Puzzlebook Trilogy: 303 Puzzle Quizzes – The Grabarchuk Family
I received Puzzlebook Trilogy: 303 Puzzle Quizzes (color and interactive!)
, by the Grabarchuk Family, as a review copy submitted to Red Adept Reviews by the author/developer.
Description (from Amazon.com):
Discover a trilogy of the Top Rated Puzzlebook: Puzzle Quizzes series – a compilation of three books: 100 Puzzle Quizzes, 101 Puzzle Quizzes, and 102 Puzzles Quizzes. In this puzzle collection you will find 303 pictorial, hand-crafted puzzle quizzes in different themes: visual, spatial, counting, geometry, matchstick, coins, searching, and much more.
Overall: 5 stars
Having already worked the puzzles and brainteasers in the three puzzlebooks that make up this trilogy, I knew what to expect. The three earlier puzzlebooks are presented unabridged in the order they were originally published in, with solutions, for a total of 303 mind exercises. There are no time limits, so there’s no pressure to solve a puzzle unless you want to set your own limits and use a clock.
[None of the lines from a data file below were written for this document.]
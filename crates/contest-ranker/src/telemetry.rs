use crate::config::TelemetryConfig;
use std::fmt;
use tracing_subscriber::filter::ParseError;
use tracing_subscriber::EnvFilter;

#[derive(Debug)]
pub enum TelemetryError {
    EnvFilter { value: String, source: ParseError },
    Subscriber(Box<dyn std::error::Error + Send + Sync>),
}

impl fmt::Display for TelemetryError {
    fn fmt(&self, f: &mut fmt::Formatter<'_>) -> fmt::Result {
        match self {
            TelemetryError::EnvFilter { value, .. } => {
                write!(
                    f,
                    "invalid log level/filter '{}': unable to build EnvFilter",
                    value
                )
            }
            TelemetryError::Subscriber(err) => write!(f, "telemetry error: {err}"),
        }
    }
}

impl std::error::Error for TelemetryError {
    fn source(&self) -> Option<&(dyn std::error::Error + 'static)> {
        match self {
            TelemetryError::EnvFilter { source, .. } => Some(source),
            TelemetryError::Subscriber(err) => Some(&**err),
        }
    }
}

/// Installs the global subscriber. `RUST_LOG` wins over the configured level.
pub fn init(config: &TelemetryConfig) -> Result<(), TelemetryError> {
    let env_filter = match EnvFilter::try_from_default_env() {
        Ok(filter) => filter,
        Err(_) => build_filter(&config.log_level)?,
    };

    tracing_subscriber::fmt()
        .with_env_filter(env_filter)
        .with_target(false)
        .compact()
        .with_ansi(false)
        .try_init()
        .map_err(TelemetryError::Subscriber)
}

fn build_filter(level: &str) -> Result<EnvFilter, TelemetryError> {
    EnvFilter::try_new(level).map_err(|source| TelemetryError::EnvFilter {
        value: level.to_string(),
        source,
    })
}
The puzzles do not have to be solved sequentially – you can begin anywhere and work in any order, although the puzzles gradually get more difficult as you go up the order. The puzzles include a number of different types of brainteasers, so they never appear repetitive. I’ve seen similar types of puzzles on some intelligence tests, so these might be good practice for such a test. I know very little about the cognitive functioning of the brain, but I think these puzzles would give your logic circuits a good workout.
The bottom line: the puzzles are interesting and fun to solve, especially if you like mind challenges. I enjoyed solving them, but my two nieces, ages 8 and 10, also enjoyed them.
I ran the Puzzlebook Trilogy on both my Kindle Fire and Kindle 3 (now called the Kindle Keyboard). On the Kindle Fire, the puzzles were in color, and the controls were simpler, consisting of touching and swiping. On the e-ink Kindle, there was a short learning curve on using the controls, and the color graphics were in grayscale, but the puzzles played just as well.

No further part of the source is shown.